Do you guys want to have a weeding contest? But we will start from cutting the vinyl then weeding it and applying to the shirt and heatpressing. We will video ourself (you may not show your face if you don't want to, just show your hand at work) there should be a timer on the table or a clock to monitor your speed. What do you think guys? We will use the t-shirt forums logo as the design.


----------



## sjidohair (Apr 9, 2008)

Thats crazy,, I loved it,, but I love weeding ,,,


----------



## sjidohair (Apr 9, 2008)

I want to be a Judge,, I cannot go for speed,, i do it for enjoyment,, I sound like a politician,, lol


----------



## caroline d. (Feb 28, 2008)

Holy cow, 600 items over the weekend?!?! What are they? I have a headache just thinking about it...

Someday when my ship comes in i will get one of those weeding machines. sadly, that may be a while.


----------



## XYLisa (Jan 20, 2008)

For the cost of one of those machines I'll keep weeding and using my handy tweezers


----------



## sjidohair (Apr 9, 2008)

i'm with you lisa,,


----------



## KenS (Apr 27, 2007)

sjidohair said:


> Hi, I am a weeding Addict,, I love to weed vinyl,, I would do it for free for all of you, if you lived closer,, I love , I love , I love, it,, ok, so now you know,.. lol


 
OMG! You must love to pull dead skin from sunburns and pick scabs!

I wish I could be that enthused about it.

I alway try (not always sucessful) to work with the design before cutting to avoid hard to weed designs.


----------



## sjidohair (Apr 9, 2008)

Ken, I can't really, say I have ever picked a scab, yuk,, but who knows,,,,lol
HOwever I do love to do intricate work,and see the results.


----------



## BeeKeeEmbroidery (Sep 29, 2008)

cookiesa said:


> Do you add the easy weed cut lines? I use artcut for my plotter and one of the features I do like is it has a tool for adding weeding lines in to the middle of letters etc (like the C) to help with weeding without pulling the letters away. No doubt other software has a similar feature


I'm not familiar with the esay weed cut lines and how they help, but am interested to hear more.


----------



## caroline d. (Feb 28, 2008)

> For the cost of one of those machines I'll keep weeding and using my handy tweezers


Really? I hope one day that my business justifies having one. If it really works, of course. 

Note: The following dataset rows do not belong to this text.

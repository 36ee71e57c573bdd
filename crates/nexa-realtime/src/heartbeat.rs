//! Heartbeat monitoring for the realtime socket.
//!
//! Sends a `HEARTBEAT` envelope every interval while connected and tracks
//! inbound activity. With a non-zero timeout, a session that stays silent for
//! longer than the timeout after a heartbeat was sent is reported as timed out.

use crate::envelope::{self, Envelope};
use chrono::{DateTime, Utc};
use parking_lot::RwLock;
use std::time::Duration;
use tokio::time::{interval_at, Instant, Interval, MissedTickBehavior};
use tracing::debug;

#[derive(Debug, Default)]
struct HeartbeatInner {
    last_sent: Option<DateTime<Utc>>,
    last_ack: Option<DateTime<Utc>>,
    last_message: Option<DateTime<Utc>>,
    awaiting_activity: bool,
}

/// Heartbeat monitor for one client.
pub struct HeartbeatManager {
    interval_ms: u64,
    /// 0 disables timeout detection.
    timeout_ms: u64,
    inner: RwLock<HeartbeatInner>,
}

impl HeartbeatManager {
    pub fn new(interval_ms: u64, timeout_ms: u64) -> Self {
        Self {
            interval_ms,
            timeout_ms,
            inner: RwLock::new(HeartbeatInner::default()),
        }
    }

    /// Reset state (called when a session opens).
    pub fn reset(&self) {
        *self.inner.write() = HeartbeatInner {
            last_message: Some(Utc::now()),
            ..HeartbeatInner::default()
        };
    }

    /// Periodic ticker for one session. The first tick fires one interval after open.
    pub fn ticker(&self) -> Interval {
        let period = Duration::from_millis(self.interval_ms.max(1));
        let mut ticker = interval_at(Instant::now() + period, period);
        ticker.set_missed_tick_behavior(MissedTickBehavior::Delay);
        ticker
    }

    /// Build the next heartbeat envelope and record that it was sent.
    pub fn next_heartbeat(&self) -> Envelope {
        let hb = envelope::heartbeat();
        let mut inner = self.inner.write();
        inner.last_sent = Some(Utc::now());
        inner.awaiting_activity = true;
        debug!("Heartbeat sent");
        hb
    }

    /// Record any inbound frame.
    pub fn record_message(&self) {
        let mut inner = self.inner.write();
        inner.last_message = Some(Utc::now());
        inner.awaiting_activity = false;
    }

    /// Record an inbound `HEARTBEAT` envelope.
    pub fn record_ack(&self) {
        let now = Utc::now();
        let mut inner = self.inner.write();
        if let Some(sent) = inner.last_sent {
            debug!(rtt_ms = (now - sent).num_milliseconds(), "Heartbeat acknowledged");
        }
        inner.last_ack = Some(now);
    }

    /// True if timeout detection is enabled and the session has been silent
    /// for longer than the timeout since the last heartbeat.
    pub fn is_timed_out(&self) -> bool {
        if self.timeout_ms == 0 {
            return false;
        }
        let inner = self.inner.read();
        if !inner.awaiting_activity {
            return false;
        }
        match inner.last_sent {
            Some(sent) => (Utc::now() - sent).num_milliseconds() > self.timeout_ms as i64,
            None => false,
        }
    }

    pub fn interval_ms(&self) -> u64 {
        self.interval_ms
    }

    pub fn stats(&self) -> HeartbeatStats {
        let inner = self.inner.read();
        HeartbeatStats {
            last_sent: inner.last_sent,
            last_ack: inner.last_ack,
            last_message: inner.last_message,
            awaiting_activity: inner.awaiting_activity,
        }
    }
}

/// Heartbeat statistics.
#[derive(Debug, Clone)]
pub struct HeartbeatStats {
    pub last_sent: Option<DateTime<Utc>>,
    pub last_ack: Option<DateTime<Utc>>,
    pub last_message: Option<DateTime<Utc>>,
    pub awaiting_activity: bool,
}

#[cfg(test)]
mod tests {
    use super::*;

    #[test]
    fn test_heartbeat_initial_state() {
        let hb = HeartbeatManager::new(30_000, 10_000);
        assert!(!hb.is_timed_out());
        assert!(!hb.stats().awaiting_activity);
    }

    #[test]
    fn test_heartbeat_envelope_marks_awaiting() {
        let hb = HeartbeatManager::new(30_000, 10_000);
        let env = hb.next_heartbeat();
        assert_eq!(env.kind, "HEARTBEAT");
        assert!(hb.stats().awaiting_activity);
        assert!(hb.stats().last_sent.is_some());

        hb.record_message();
        assert!(!hb.stats().awaiting_activity);
    }

    #[test]
    fn test_timeout_detection() {
        let hb = HeartbeatManager::new(10, 5);
        hb.reset();
        hb.next_heartbeat();
        std::thread::sleep(Duration::from_millis(20));
        assert!(hb.is_timed_out());

        hb.record_message();
        assert!(!hb.is_timed_out());
    }

    #[test]
    fn test_timeout_disabled_by_zero() {
        let hb = HeartbeatManager::new(10, 0);
        hb.next_heartbeat();
        std::thread::sleep(Duration::from_millis(5));
        assert!(!hb.is_timed_out());
    }

    #[test]
    fn test_ack_recorded() {
        let hb = HeartbeatManager::new(30_000, 0);
        hb.next_heartbeat();
        hb.record_ack();
        assert!(hb.stats().last_ack.is_some());
    }

    #[tokio::test(start_paused = true)]
    async fn test_ticker_first_tick_after_one_interval() {
        let hb = HeartbeatManager::new(1_000, 0);
        let start = Instant::now();
        let mut ticker = hb.ticker();
        ticker.tick().await;
        assert!(start.elapsed() >= Duration::from_millis(1_000));
    }
}
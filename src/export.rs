// SPDX-License-Identifier: GPL-3.0-only
// Copyright (C) 2025 Brian Hetro <whee@smaertness.net>

//! E-book generation from the rendered Markdown.
//!
//! The conversion to EPUB is delegated to an external document generator.
//! [`PandocExporter`] drives `pandoc`; other generators can be plugged in by
//! implementing [`Exporter`].

use snafu::prelude::*;
use std::ffi::OsString;
use std::path::{Path, PathBuf};
use std::process::{Command, ExitStatus};
use tracing::debug;

/// Error type for e-book generation failures.
#[derive(Debug, Snafu)]
pub enum ExportError {
    /// The generator could not be started (missing or not executable).
    #[snafu(display("failed to run {}: {source}", program.display()))]
    Spawn {
        /// The program that was invoked.
        program: PathBuf,
        /// The underlying I/O error.
        source: std::io::Error,
    },

    /// The generator ran but reported failure.
    #[snafu(display("{} failed: {status}", program.display()))]
    Failed {
        /// The program that was invoked.
        program: PathBuf,
        /// The generator's exit status.
        status: ExitStatus,
    },
}

impl ExportError {
    /// The generator's exit code, if it ran and exited normally.
    #[must_use]
    pub fn exit_code(&self) -> Option<i32> {
        match self {
            Self::Failed { status, .. } => status.code(),
            Self::Spawn { .. } => None,
        }
    }
}

/// Book metadata and layout options passed to the generator.
///
/// Unset fields are left out of the generator's command line.
#[derive(Debug, Clone, Default, PartialEq, Eq)]
pub struct BookMetadata {
    /// Book title.
    pub title: Option<String>,
    /// Book author.
    pub author: Option<String>,
    /// Publication date or year range.
    pub date: Option<String>,
    /// Publisher name.
    pub publisher: Option<String>,
    /// Copyright statement.
    pub rights: Option<String>,
    /// Cover image file.
    pub cover_image: Option<PathBuf>,
    /// Style sheet file.
    pub css: Option<PathBuf>,
    /// Generator template file.
    pub template: Option<PathBuf>,
    /// Markdown placed before the messages, e.g. a title page.
    pub front_matter: Option<PathBuf>,
    /// Markdown dialect of the input, e.g. `markdown-tex_math_dollars`.
    pub markdown_dialect: Option<String>,
    /// Depth of the table of contents; enables the table when set.
    pub toc_depth: Option<u8>,
    /// Heading level at which the book is split into chapters.
    pub split_level: Option<u8>,
}

impl BookMetadata {
    /// Present `key`/`value` pairs of the textual metadata, in a fixed order.
    fn fields(&self) -> impl Iterator<Item = (&'static str, &str)> {
        [
            ("title", &self.title),
            ("author", &self.author),
            ("date", &self.date),
            ("publisher", &self.publisher),
            ("rights", &self.rights),
        ]
        .into_iter()
        .filter_map(|(key, value)| Some((key, value.as_deref()?)))
    }
}

/// A document generator turning Markdown into an e-book file.
pub trait Exporter {
    /// Human-readable name of the generator.
    fn name(&self) -> &str;

    /// Converts `markdown` into the e-book at `output`.
    ///
    /// # Errors
    ///
    /// Returns an error if the generator cannot be run or fails.
    fn export(
        &self,
        markdown: &Path,
        output: &Path,
        metadata: &BookMetadata,
    ) -> Result<(), ExportError>;
}

/// Generates EPUB files with `pandoc`.
#[derive(Debug, Clone, PartialEq, Eq)]
pub struct PandocExporter {
    program: PathBuf,
}

impl Default for PandocExporter {
    fn default() -> Self {
        Self::new()
    }
}

impl PandocExporter {
    /// Default markdown dialect when none is configured.
    pub const DEFAULT_DIALECT: &'static str = "markdown";

    /// Uses `pandoc` from `PATH`.
    #[must_use]
    pub fn new() -> Self {
        Self::with_program("pandoc")
    }

    /// Uses the given program instead of `pandoc`.
    #[must_use]
    pub fn with_program(program: impl Into<PathBuf>) -> Self {
        Self {
            program: program.into(),
        }
    }

    /// The program that will be invoked.
    #[must_use]
    pub fn program(&self) -> &Path {
        &self.program
    }

    /// Builds the argument list for one conversion.
    ///
    /// # Example
    ///
    /// ```
    /// use dm2epub::export::{BookMetadata, PandocExporter};
    /// use std::path::Path;
    ///
    /// let meta = BookMetadata {
    ///     title: Some("Letters".into()),
    ///     ..Default::default()
    /// };
    /// let args = PandocExporter::new().args(Path::new("dm.md"), Path::new("dm.epub"), &meta);
    ///
    /// assert_eq!(args, ["dm.md", "-f", "markdown", "-t", "epub", "-o", "dm.epub", "--metadata=title:Letters"]);
    /// ```
    #[must_use]
    pub fn args(&self, markdown: &Path, output: &Path, metadata: &BookMetadata) -> Vec<OsString> {
        let mut args: Vec<OsString> = Vec::new();

        if let Some(front) = &metadata.front_matter {
            args.push(front.into());
        }
        args.push(markdown.into());

        let dialect = metadata
            .markdown_dialect
            .as_deref()
            .unwrap_or(Self::DEFAULT_DIALECT);
        args.extend(["-f", dialect, "-t", "epub", "-o"].map(OsString::from));
        args.push(output.into());

        for (key, value) in metadata.fields() {
            args.push(format!("--metadata={key}:{value}").into());
        }

        for (flag, path) in [
            ("--epub-cover-image=", &metadata.cover_image),
            ("--css=", &metadata.css),
            ("--template=", &metadata.template),
        ] {
            if let Some(path) = path {
                let mut arg = OsString::from(flag);
                arg.push(path);
                args.push(arg);
            }
        }

        if let Some(depth) = metadata.toc_depth {
            args.push("--toc".into());
            args.push(format!("--toc-depth={depth}").into());
        }
        if let Some(level) = metadata.split_level {
            args.push(format!("--split-level={level}").into());
        }

        args
    }
}

impl Exporter for PandocExporter {
    fn name(&self) -> &str {
        "pandoc"
    }

    fn export(
        &self,
        markdown: &Path,
        output: &Path,
        metadata: &BookMetadata,
    ) -> Result<(), ExportError> {
        let args = self.args(markdown, output, metadata);
        debug!(program = %self.program.display(), ?args, "running document generator");

        let status = Command::new(&self.program)
            .args(&args)
            .status()
            .context(SpawnSnafu {
                program: &self.program,
            })?;

        ensure!(
            status.success(),
            FailedSnafu {
                program: &self.program,
                status,
            }
        );
        Ok(())
    }
}

#[cfg(test)]
mod tests {
    use super::*;

    fn args_of(metadata: &BookMetadata) -> Vec<String> {
        PandocExporter::new()
            .args(Path::new("out/dm.md"), Path::new("out/dm.epub"), metadata)
            .into_iter()
            .map(|a| a.to_string_lossy().into_owned())
            .collect()
    }

    #[test]
    fn minimal_arguments() {
        assert_eq!(
            args_of(&BookMetadata::default()),
            ["out/dm.md", "-f", "markdown", "-t", "epub", "-o", "out/dm.epub"]
        );
    }

    #[test]
    fn front_matter_comes_first() {
        let meta = BookMetadata {
            front_matter: Some("template/front_matter.md".into()),
            ..Default::default()
        };
        let args = args_of(&meta);

        assert_eq!(args[0], "template/front_matter.md");
        assert_eq!(args[1], "out/dm.md");
    }

    #[test]
    fn passes_all_metadata() {
        let meta = BookMetadata {
            title: Some("Messages".into()),
            author: Some("A. Writer".into()),
            date: Some("2019-2020".into()),
            publisher: Some("Self".into()),
            rights: Some("CC BY".into()),
            cover_image: Some("media/cover.jpg".into()),
            css: Some("template/style.css".into()),
            template: Some("template/epub.html".into()),
            front_matter: None,
            markdown_dialect: Some("markdown-tex_math_dollars".into()),
            toc_depth: Some(2),
            split_level: Some(3),
        };
        let args = args_of(&meta);

        assert_eq!(args[2], "markdown-tex_math_dollars");
        for expected in [
            "--metadata=title:Messages",
            "--metadata=author:A. Writer",
            "--metadata=date:2019-2020",
            "--metadata=publisher:Self",
            "--metadata=rights:CC BY",
            "--epub-cover-image=media/cover.jpg",
            "--css=template/style.css",
            "--template=template/epub.html",
            "--toc",
            "--toc-depth=2",
            "--split-level=3",
        ] {
            assert!(args.iter().any(|a| a == expected), "missing {expected}");
        }
    }

    #[test]
    fn omits_unset_options() {
        let args = args_of(&BookMetadata {
            author: Some("A. Writer".into()),
            ..Default::default()
        });

        assert!(!args.iter().any(|a| a.starts_with("--metadata=title")));
        assert!(!args.iter().any(|a| a.starts_with("--toc")));
        assert!(!args.iter().any(|a| a.starts_with("--css")));
    }

    #[test]
    fn missing_program_is_spawn_error() {
        let exporter = PandocExporter::with_program("/nonexistent/dm2epub-generator");
        let err = exporter
            .export(
                Path::new("dm.md"),
                Path::new("dm.epub"),
                &BookMetadata::default(),
            )
            .unwrap_err();

        assert!(matches!(err, ExportError::Spawn { .. }));
        assert_eq!(err.exit_code(), None);
    }
}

> HOwever I do love to do intricate work,and see the results.


I agree. When it looks good, it's sooooooo good.


----------



## Fbomb (Jul 29, 2007)

Just started out, so I am watching this thread...

Question. Would heating the vinyl before weeding weaken the adhesive? I know It'll make the weeding easier, but I am thinking it would also leave some of the adhesive on the backing, causing it to stick to the finish product NOT as well as it should??? I am thinking about using a small space heater by my weeding table...Maybe not a good idea?


----------



## iat (Aug 28, 2008)

Just made couple jackets with 2mm tall text, didn't lose any letter. Changed new blade to cutter for this.


----------



## nascarbob (Mar 29, 2008)

Fbomb said:


> Just started out, so I am watching this thread...
> 
> Question. Would heating the vinyl before weeding weaken the adhesive? I know It'll make the weeding easier, but I am thinking it would also leave some of the adhesive on the backing, causing it to stick to the finish product NOT as well as it should??? I am thinking about using a small space heater by my weeding table...Maybe not a good idea?


I would not try that. When you are pressing, if the vinyl sits on the garment for to long after the pre heat pressing it starts acting different. I try to place the transfer as fast as I can to avoid this.


----------



## cookiesa (Feb 27, 2008)

Not sure why you want to preheat the vinyl?

I wouldn't and it seems to weed easier when it is cold and "stiffer"


----------